Under limitation of allocated buffer, inplace_merge() does NOT take usage of partial allocated buffer but applies native rotate directly.
Needs ReviewPublic

Authored by WeiChungChang on Jan 21 2018, 6:06 PM.

Download Raw Diff

This revision needs review, but there are no reviewers specified.

Details

Reviewers: None

Summary

Under limitation of allocated buffer, inplace_merge does NOT take usage of partial allocated buffer but uses native rotate directly. It makes the performance far behind from corresponding part of GCC. In this patch, it tries to use partial allocated buffer firstly. Experiment shows 28.35% & 25.06% speedup for merging two equal size sorted integers for -O3 & no -O3 cases.

Refer to the experimental results below

Diff Detail

Repository

rCXX libc++

Build Status

Buildable 14074
Build 14074: arc lint + arc unit

Event Timeline

WeiChungChang created this revision.Jan 21 2018, 6:06 PM

Herald added a subscriber: cfe-commits. · View Herald TranscriptJan 21 2018, 6:06 PM

WeiChungChang edited the summary of this revision. (Show Details)Jan 21 2018, 6:07 PM

WeiChungChang retitled this revision from Under limitation of allocated buffer, inplace_merge does NOT take usge of partial allocated buffer but uses native rotate directly. It makes the performace far behind from corresponding part of GCC. In this patch, it tries to use partial allocated... to Under limitation of allocated buffer, inplace_merge() does NOT take usage of partial allocated buffer but applies native rotate directly..

WeiChungChang edited the summary of this revision. (Show Details)

WeiChungChang edited the summary of this revision. (Show Details)Jan 21 2018, 6:12 PM

WeiChungChang added a subscriber: mclow.lists.Jan 21 2018, 6:58 PM

mclow.lists added inline comments.Jan 22 2018, 9:38 AM

include/algorithm
2511	These iterator calculations only work for random access iterators. Does this actually work with forward iterators?
2515	Probably a good idea to qualify these calls with `_VSTD::` to ensure that no inadvertent ADL happens.
4582	It seems a shame to calculate `__len1`, etc on L#2511 above when you have them right here.

mclow.lists added inline comments.Jan 23 2018, 10:40 AM

include/algorithm
2515	I think that you should run some tests with types that aren't `int`. You don't know what the state of the buffer is here; how much of it is actual objects, and how much of it is just raw memory. For raw memory, `__move` is the wrong call, because it will attempt to "clean up" the objects that are already there.

Dear mclow:

Thanks a lot for your kindly reply!

I would like to briefly describe the purpose of this fix here.

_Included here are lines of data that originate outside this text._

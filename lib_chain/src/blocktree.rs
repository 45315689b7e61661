// This file is part of the project for the module CS3235 by Prateek
// Copyright 2023 Ruishi Li, Bo Wang, and Prateek Saxena.
// Please do not distribute.

/// This file contains the definition of the BlockTree.
/// The BlockTree is the per-peer view of all blocks the peer has received.
/// The longest path from the genesis block is the main chain, ending at
/// `longest_tip`. Blocks whose parent has not been verified yet are parked in
/// the dangling map and promoted once the parent arrives.
use crate::block::{Block, BlockId, PeerId, Transaction, TxnId, MINING_REWARD};
use serde::{Deserialize, Serialize};
use std::collections::{BTreeMap, HashMap, HashSet};

/// The per-peer tree of blocks.
#[derive(Serialize, Deserialize, Debug, Clone)]
pub struct BlockTree {
    /// Every block this peer has received, valid or not, keyed by id.
    pub seen_blocks: HashMap<BlockId, Block>,
    /// Parent id to the ids of its verified children.
    pub children: HashMap<BlockId, Vec<BlockId>>,
    /// Ids of blocks whose whole ancestry has been verified.
    pub verified: HashSet<BlockId>,
    /// Simulation time at which each block was first seen.
    pub arrival: HashMap<BlockId, f64>,
    /// Id of the genesis block (the root).
    pub genesis_id: BlockId,
    /// Id of the tip of the longest verified chain.
    pub longest_tip: BlockId,
    /// Tip before the most recent top-level insertion, for mempool
    /// reconciliation after a fork switch. Not updated while promoting
    /// dangling descendants.
    pub prev_tip: Option<BlockId>,
    /// Missing parent id to the ids of received children waiting for it.
    pub dangling: HashMap<BlockId, Vec<BlockId>>,
    /// On an equal-depth fork, a block by this creator displaces the incumbent
    /// tip. Honest peers leave this unset and keep the incumbent.
    pub tie_break_creator: Option<PeerId>,
}

impl BlockTree {
    /// Create a tree rooted at the genesis block.
    pub fn new(genesis: Block) -> BlockTree {
        let genesis_id = genesis.blk_id.clone();
        BlockTree {
            seen_blocks: HashMap::from([(genesis_id.clone(), genesis)]),
            children: HashMap::new(),
            verified: HashSet::from([genesis_id.clone()]),
            arrival: HashMap::from([(genesis_id.clone(), 0.0)]),
            genesis_id: genesis_id.clone(),
            longest_tip: genesis_id,
            prev_tip: None,
            dangling: HashMap::new(),
            tie_break_creator: None,
        }
    }

    /// Create a tree whose equal-depth tie break favours `creator`.
    pub fn with_tie_break(genesis: Block, creator: PeerId) -> BlockTree {
        let mut tree = BlockTree::new(genesis);
        tree.tie_break_creator = Some(creator);
        tree
    }

    /// Whether the block has been received before (verified, dangling or
    /// discarded). Used for loopless forwarding.
    pub fn seen(&self, blk_id: &str) -> bool {
        self.seen_blocks.contains_key(blk_id)
    }

    pub fn get_block(&self, blk_id: &str) -> Option<&Block> {
        self.seen_blocks.get(blk_id)
    }

    /// The block at the end of the longest chain.
    pub fn tip_block(&self) -> &Block {
        &self.seen_blocks[&self.longest_tip]
    }

    /// Add a newly received block to the tree.
    /// The block is recorded as seen either way. If the parent has not been
    /// verified the block dangles until the parent arrives; if verification
    /// fails, the block and all dangling descendants are discarded.
    pub fn add_block(&mut self, block: Block, arr_time: f64) {
        if self.seen(&block.blk_id) {
            return;
        }

        self.arrival.insert(block.blk_id.clone(), arr_time);
        self.seen_blocks.insert(block.blk_id.clone(), block.clone());

        if !self.verified.contains(&block.parent) {
            self.dangling
                .entry(block.parent.clone())
                .or_default()
                .push(block.blk_id.clone());
            return;
        }

        if !self.verify_correctness(&block) {
            self.discard_dangling(&block.blk_id);
            return;
        }

        self.verified.insert(block.blk_id.clone());
        self.children
            .entry(block.parent.clone())
            .or_default()
            .push(block.blk_id.clone());

        self.prev_tip = Some(self.longest_tip.clone());
        self.update_longest_chain(&block);

        self.promote_dangling(&block.blk_id);
    }

    /// Verify and attach a block whose parent was just verified, recursively.
    /// The same as `add_block` except `prev_tip` is left untouched.
    fn add_promoted(&mut self, block: Block) {
        if !self.verify_correctness(&block) {
            self.discard_dangling(&block.blk_id);
            return;
        }

        self.verified.insert(block.blk_id.clone());
        self.children
            .entry(block.parent.clone())
            .or_default()
            .push(block.blk_id.clone());

        self.update_longest_chain(&block);

        self.promote_dangling(&block.blk_id);
    }

    fn promote_dangling(&mut self, parent_id: &BlockId) {
        if let Some(child_ids) = self.dangling.remove(parent_id) {
            for child_id in child_ids {
                let child = self.seen_blocks[&child_id].clone();
                self.add_promoted(child);
            }
        }
    }

    /// Drop the dangling subtree rooted below an invalid block. The blocks
    /// stay in `seen_blocks` so re-delivery remains a no-op; they are never
    /// verified.
    fn discard_dangling(&mut self, blk_id: &BlockId) {
        if let Some(child_ids) = self.dangling.remove(blk_id) {
            for child_id in child_ids {
                self.discard_dangling(&child_id);
            }
        }
    }

    /// Check a candidate block against its parent's balance snapshot:
    /// the first transaction must be the coinbase with the mining reward, and
    /// no sender may spend more in this block than the parent snapshot holds.
    pub fn verify_correctness(&self, block: &Block) -> bool {
        let parent = &self.seen_blocks[&block.parent];

        match block.txns.first() {
            Some(txn) if txn.is_coinbase() && txn.amount == MINING_REWARD => {}
            _ => return false,
        }

        let mut spent: HashMap<PeerId, i64> = HashMap::new();
        for txn in block.txns.iter().skip(1) {
            match txn.sender {
                Some(sender) => *spent.entry(sender).or_insert(0) += txn.amount as i64,
                None => return false,
            }
        }

        spent
            .iter()
            .all(|(sender, amount)| *amount <= parent.balances[*sender])
    }

    fn update_longest_chain(&mut self, block: &Block) {
        let tip_depth = self.seen_blocks[&self.longest_tip].depth;
        if block.depth > tip_depth {
            self.longest_tip = block.blk_id.clone();
        } else if block.depth == tip_depth
            && self.tie_break_creator.is_some()
            && block.creator == self.tie_break_creator
        {
            self.longest_tip = block.blk_id.clone();
        }
    }

    /// Lowest common ancestor of two verified blocks. Walk the deeper pointer
    /// up to equal depth, then both up in lockstep. Genesis is the universal
    /// ancestor.
    pub fn lca(&self, blk1: &BlockId, blk2: &BlockId) -> BlockId {
        let mut a = &self.seen_blocks[blk1];
        let mut b = &self.seen_blocks[blk2];

        while a.depth < b.depth {
            b = &self.seen_blocks[&b.parent];
        }
        while a.depth > b.depth {
            a = &self.seen_blocks[&a.parent];
        }
        while a.blk_id != b.blk_id {
            a = &self.seen_blocks[&a.parent];
            b = &self.seen_blocks[&b.parent];
        }
        a.blk_id.clone()
    }

    /// Non-coinbase transactions on the chain from `blk_id` (inclusive) up to
    /// `ancestor_id` (exclusive), keyed by transaction id.
    pub fn txn_set(&self, blk_id: &BlockId, ancestor_id: &BlockId) -> BTreeMap<TxnId, Transaction> {
        let mut txns = BTreeMap::new();
        let mut curr = blk_id.clone();
        while curr != crate::block::GENESIS_PARENT && curr != *ancestor_id {
            let block = &self.seen_blocks[&curr];
            for txn in block.txns.iter().skip(1) {
                txns.insert(txn.txn_id, txn.clone());
            }
            curr = block.parent.clone();
        }
        txns
    }
}

#[cfg(test)]
mod tests {
    use super::*;

    fn coinbase_block(id_seed: TxnId, creator: PeerId, parent: &Block, at: f64) -> Block {
        Block::new(creator, vec![Transaction::coinbase(id_seed, creator)], parent, at)
    }

    #[test]
    fn dangling_blocks_promote_in_any_order() {
        let genesis = Block::genesis(2);
        let b1 = coinbase_block(1, 0, &genesis, 1.0);
        let b2 = coinbase_block(2, 1, &b1, 2.0);
        let b3 = coinbase_block(3, 0, &b2, 3.0);

        let mut tree = BlockTree::new(genesis.clone());
        tree.add_block(b3.clone(), 10.0);
        tree.add_block(b2.clone(), 11.0);
        assert_eq!(tree.longest_tip, genesis.blk_id);
        assert_eq!(tree.verified.len(), 1);

        tree.add_block(b1.clone(), 12.0);
        assert_eq!(tree.verified.len(), 4);
        assert_eq!(tree.longest_tip, b3.blk_id);
        assert_eq!(tree.tip_block().depth, 3);

        // Deliver in a different order into a fresh tree: same verified set.
        let mut other = BlockTree::new(genesis);
        other.add_block(b2, 10.0);
        other.add_block(b1, 11.0);
        other.add_block(b3, 12.0);
        assert_eq!(other.verified, tree.verified);
        assert_eq!(other.longest_tip, tree.longest_tip);
    }

    #[test]
    fn readding_a_seen_block_is_a_noop() {
        let genesis = Block::genesis(2);
        let b1 = coinbase_block(1, 0, &genesis, 1.0);
        let mut tree = BlockTree::new(genesis);

        tree.add_block(b1.clone(), 5.0);
        tree.add_block(b1.clone(), 9.0);
        assert_eq!(tree.arrival[&b1.blk_id], 5.0);
        assert_eq!(tree.children[&b1.parent], vec![b1.blk_id.clone()]);
    }

    #[test]
    fn overspending_block_and_descendants_are_discarded() {
        let genesis = Block::genesis(2);
        let b1 = coinbase_block(1, 0, &genesis, 1.0);
        // Peer 0 holds 50 after b1 but tries to spend 51.
        let bad = Block::new(
            1,
            vec![Transaction::coinbase(2, 1), Transaction::new(3, 0, 1, 51)],
            &b1,
            2.0,
        );
        let child_of_bad = coinbase_block(4, 0, &bad, 3.0);

        let mut tree = BlockTree::new(genesis);
        tree.add_block(b1.clone(), 1.0);
        tree.add_block(child_of_bad.clone(), 2.0);
        tree.add_block(bad.clone(), 3.0);

        assert!(!tree.verified.contains(&bad.blk_id));
        assert!(!tree.verified.contains(&child_of_bad.blk_id));
        assert_eq!(tree.longest_tip, b1.blk_id);
        // Both stay seen so redelivery is suppressed.
        assert!(tree.seen(&bad.blk_id));
        assert!(tree.seen(&child_of_bad.blk_id));
    }

    #[test]
    fn missing_coinbase_is_rejected() {
        let genesis = Block::genesis(2);
        let no_txns = Block::new(0, vec![], &genesis, 1.0);
        let no_coinbase = Block::new(0, vec![Transaction::new(1, 0, 1, 1)], &genesis, 1.0);

        let mut tree = BlockTree::new(genesis);
        tree.add_block(no_txns.clone(), 1.0);
        tree.add_block(no_coinbase.clone(), 2.0);
        assert!(!tree.verified.contains(&no_txns.blk_id));
        assert!(!tree.verified.contains(&no_coinbase.blk_id));
    }

    #[test]
    fn equal_depth_fork_keeps_incumbent_tip() {
        let genesis = Block::genesis(2);
        let a = coinbase_block(1, 0, &genesis, 1.0);
        let b = coinbase_block(2, 1, &genesis, 1.5);

        let mut tree = BlockTree::new(genesis);
        tree.add_block(a.clone(), 1.0);
        tree.add_block(b.clone(), 2.0);
        assert_eq!(tree.longest_tip, a.blk_id);
    }

    #[test]
    fn tie_break_creator_displaces_incumbent() {
        let genesis = Block::genesis(2);
        let a = coinbase_block(1, 0, &genesis, 1.0);
        let b = coinbase_block(2, 1, &genesis, 1.5);

        let mut tree = BlockTree::with_tie_break(genesis, 1);
        tree.add_block(a.clone(), 1.0);
        tree.add_block(b.clone(), 2.0);
        assert_eq!(tree.longest_tip, b.blk_id);
    }

    #[test]
    fn lca_walks_forks_to_common_ancestor() {
        let genesis = Block::genesis(3);
        let b1 = coinbase_block(1, 0, &genesis, 1.0);
        let left = coinbase_block(2, 1, &b1, 2.0);
        let right = coinbase_block(3, 2, &b1, 2.5);
        let right2 = coinbase_block(4, 2, &right, 3.0);

        let mut tree = BlockTree::new(genesis.clone());
        for block in [&b1, &left, &right, &right2] {
            tree.add_block((*block).clone(), 1.0);
        }
        assert_eq!(tree.lca(&left.blk_id, &right2.blk_id), b1.blk_id);
        assert_eq!(tree.lca(&right2.blk_id, &right2.blk_id), right2.blk_id);
        assert_eq!(tree.lca(&b1.blk_id, &genesis.blk_id), genesis.blk_id);
    }

    #[test]
    fn txn_set_collects_branch_transactions() {
        let genesis = Block::genesis(3);
        let b1 = Block::new(
            0,
            vec![Transaction::coinbase(1, 0)],
            &genesis,
            1.0,
        );
        let b2 = Block::new(
            1,
            vec![Transaction::coinbase(2, 1), Transaction::new(3, 0, 2, 10)],
            &b1,
            2.0,
        );

        let mut tree = BlockTree::new(genesis.clone());
        tree.add_block(b1.clone(), 1.0);
        tree.add_block(b2.clone(), 2.0);

        let set = tree.txn_set(&b2.blk_id, &genesis.blk_id);
        assert_eq!(set.len(), 1);
        assert!(set.contains_key(&3));

        let empty = tree.txn_set(&b2.blk_id, &b2.blk_id);
        assert!(empty.is_empty());
    }

    #[test]
    fn prev_tip_pins_to_outermost_add() {
        let genesis = Block::genesis(2);
        let b1 = coinbase_block(1, 0, &genesis, 1.0);
        let b2 = coinbase_block(2, 1, &b1, 2.0);

        let mut tree = BlockTree::new(genesis.clone());
        // b2 dangles, then b1 promotes it. prev_tip must reflect the tip
        // before the outer add (genesis), not the intermediate promotion.
        tree.add_block(b2.clone(), 1.0);
        tree.add_block(b1.clone(), 2.0);
        assert_eq!(tree.prev_tip.as_deref(), Some(genesis.blk_id.as_str()));
        assert_eq!(tree.longest_tip, b2.blk_id);
    }
}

This patch is in a series of 3 aimed targets.
I could explain them item-by-item in detail with experiment.
However, I mainly focus on algorithm so if there is any syntax issue, I may need your help to correct it.

Please refer to this report report about the final correction of algorithm in detail which may avoid unnecessary split, rotate under limited buffer.

Following list the 3 items I found when compared to GCC libstlc++.

sort is faster but merge is far slower than libstlc++ .
unstable merge speed between backward & forward. (will open other ticket later)
efficient algorithm of pivot selection. (will open other ticket later)

This patch is for 1st item only
Please refer to for my test code, it is simple to sort & merge two vectors.
test source code & make file

I will attached the comparison of merge speed under different cases later (different max allocated buffer constraint).

According to your suggestion, I also would like to know which object is representative instead of integer to analyze the problem.
So I can test it too.

Thanks a lot for your suggestions.

Here gives the comparison between GCC & LLVM's std c++ library.

It is shown that libc++ soon suffers from rotate speed under limited allocated buffer and slower than GCC's corresponding version.
Both LLVM & GCC run the same test program.

Notice that the meaning of full is not the same here.
For merging [A, B] with sorted A & B, each with 8*1024*1024 integers,
LLVM takes a better way to allocate 8*1024*1024 initially but GCC with 16*1024*1024.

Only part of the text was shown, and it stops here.